Task item =>
Return each line of the entries that holds the string "const".

Given records =>
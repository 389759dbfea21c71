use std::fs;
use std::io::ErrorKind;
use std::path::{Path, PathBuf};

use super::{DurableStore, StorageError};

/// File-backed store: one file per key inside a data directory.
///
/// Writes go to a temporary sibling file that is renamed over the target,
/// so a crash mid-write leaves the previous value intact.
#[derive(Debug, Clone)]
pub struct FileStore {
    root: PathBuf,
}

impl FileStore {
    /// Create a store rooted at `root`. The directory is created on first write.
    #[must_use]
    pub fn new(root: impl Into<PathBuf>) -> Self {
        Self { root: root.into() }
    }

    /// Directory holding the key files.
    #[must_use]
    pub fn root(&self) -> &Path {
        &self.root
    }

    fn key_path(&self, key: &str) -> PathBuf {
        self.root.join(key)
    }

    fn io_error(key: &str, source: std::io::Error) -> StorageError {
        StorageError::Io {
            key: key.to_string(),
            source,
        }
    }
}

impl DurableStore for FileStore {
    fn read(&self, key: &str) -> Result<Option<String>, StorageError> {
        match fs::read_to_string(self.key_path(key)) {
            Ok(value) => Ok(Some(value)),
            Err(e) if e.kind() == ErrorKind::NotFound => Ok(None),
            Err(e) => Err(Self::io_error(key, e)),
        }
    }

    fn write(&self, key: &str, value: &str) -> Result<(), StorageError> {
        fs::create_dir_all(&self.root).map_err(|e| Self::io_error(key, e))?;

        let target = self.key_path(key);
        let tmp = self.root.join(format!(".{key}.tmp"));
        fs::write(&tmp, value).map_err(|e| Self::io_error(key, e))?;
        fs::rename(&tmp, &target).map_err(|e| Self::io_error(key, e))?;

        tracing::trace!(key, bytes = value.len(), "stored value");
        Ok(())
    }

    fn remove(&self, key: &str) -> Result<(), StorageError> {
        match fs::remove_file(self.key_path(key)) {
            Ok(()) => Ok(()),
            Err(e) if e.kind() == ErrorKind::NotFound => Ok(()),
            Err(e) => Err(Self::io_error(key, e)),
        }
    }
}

---

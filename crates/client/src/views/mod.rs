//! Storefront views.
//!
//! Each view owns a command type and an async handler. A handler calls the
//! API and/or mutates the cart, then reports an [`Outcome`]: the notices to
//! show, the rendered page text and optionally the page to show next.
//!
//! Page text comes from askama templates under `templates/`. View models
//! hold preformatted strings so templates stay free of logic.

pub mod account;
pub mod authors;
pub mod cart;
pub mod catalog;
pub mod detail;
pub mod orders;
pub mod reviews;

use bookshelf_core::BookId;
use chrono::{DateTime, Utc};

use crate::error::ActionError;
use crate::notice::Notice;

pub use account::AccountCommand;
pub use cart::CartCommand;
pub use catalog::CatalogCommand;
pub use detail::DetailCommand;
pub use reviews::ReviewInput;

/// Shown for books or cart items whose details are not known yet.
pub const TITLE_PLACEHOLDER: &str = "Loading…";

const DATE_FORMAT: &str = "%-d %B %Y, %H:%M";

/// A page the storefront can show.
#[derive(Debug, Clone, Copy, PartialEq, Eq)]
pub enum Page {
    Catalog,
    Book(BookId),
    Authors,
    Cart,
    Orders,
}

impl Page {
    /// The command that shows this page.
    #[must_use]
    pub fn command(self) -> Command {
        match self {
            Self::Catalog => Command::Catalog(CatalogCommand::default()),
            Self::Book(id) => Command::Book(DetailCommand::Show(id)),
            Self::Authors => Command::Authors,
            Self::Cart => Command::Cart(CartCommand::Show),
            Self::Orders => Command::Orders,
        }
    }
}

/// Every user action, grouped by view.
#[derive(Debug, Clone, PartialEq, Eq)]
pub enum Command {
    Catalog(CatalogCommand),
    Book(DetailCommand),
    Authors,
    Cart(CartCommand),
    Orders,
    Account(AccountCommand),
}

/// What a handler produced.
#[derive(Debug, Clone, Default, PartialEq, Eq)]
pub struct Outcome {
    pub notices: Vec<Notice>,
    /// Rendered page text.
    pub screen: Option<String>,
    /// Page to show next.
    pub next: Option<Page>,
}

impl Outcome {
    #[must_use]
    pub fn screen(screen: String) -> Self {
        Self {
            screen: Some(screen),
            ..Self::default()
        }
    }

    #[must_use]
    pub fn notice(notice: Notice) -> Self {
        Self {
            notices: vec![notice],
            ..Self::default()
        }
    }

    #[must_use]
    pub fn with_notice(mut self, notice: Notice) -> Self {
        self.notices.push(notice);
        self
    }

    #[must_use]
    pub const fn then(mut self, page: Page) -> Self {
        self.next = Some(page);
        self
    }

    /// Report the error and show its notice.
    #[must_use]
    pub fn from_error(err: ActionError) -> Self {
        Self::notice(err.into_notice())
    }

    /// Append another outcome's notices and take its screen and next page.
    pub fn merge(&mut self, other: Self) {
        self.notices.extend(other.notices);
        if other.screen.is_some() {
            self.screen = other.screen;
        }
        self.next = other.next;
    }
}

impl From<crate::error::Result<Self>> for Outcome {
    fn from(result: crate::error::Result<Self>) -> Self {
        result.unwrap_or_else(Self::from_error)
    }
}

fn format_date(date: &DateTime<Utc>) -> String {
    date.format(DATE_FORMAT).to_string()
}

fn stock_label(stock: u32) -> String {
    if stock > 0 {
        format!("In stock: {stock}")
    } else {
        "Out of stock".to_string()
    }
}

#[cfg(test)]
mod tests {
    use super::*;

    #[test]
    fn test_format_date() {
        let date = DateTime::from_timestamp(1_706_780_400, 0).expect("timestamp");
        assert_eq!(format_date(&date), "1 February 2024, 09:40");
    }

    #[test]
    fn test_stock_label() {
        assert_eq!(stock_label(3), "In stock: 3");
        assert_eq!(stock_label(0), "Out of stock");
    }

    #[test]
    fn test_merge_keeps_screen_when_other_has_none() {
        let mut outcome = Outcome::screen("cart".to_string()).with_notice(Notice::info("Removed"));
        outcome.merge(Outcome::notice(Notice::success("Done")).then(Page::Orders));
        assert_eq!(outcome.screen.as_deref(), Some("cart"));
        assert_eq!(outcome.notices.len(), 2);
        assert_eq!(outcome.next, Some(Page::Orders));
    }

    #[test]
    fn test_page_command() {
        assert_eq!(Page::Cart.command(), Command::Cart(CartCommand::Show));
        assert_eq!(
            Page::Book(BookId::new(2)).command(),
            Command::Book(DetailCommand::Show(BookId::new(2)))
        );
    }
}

Result of this task =>
pub const TITLE_PLACEHOLDER: &str = "Loading…";
const DATE_FORMAT: &str = "%-d %B %Y, %H:%M";
    pub const fn then(mut self, page: Page) -> Self {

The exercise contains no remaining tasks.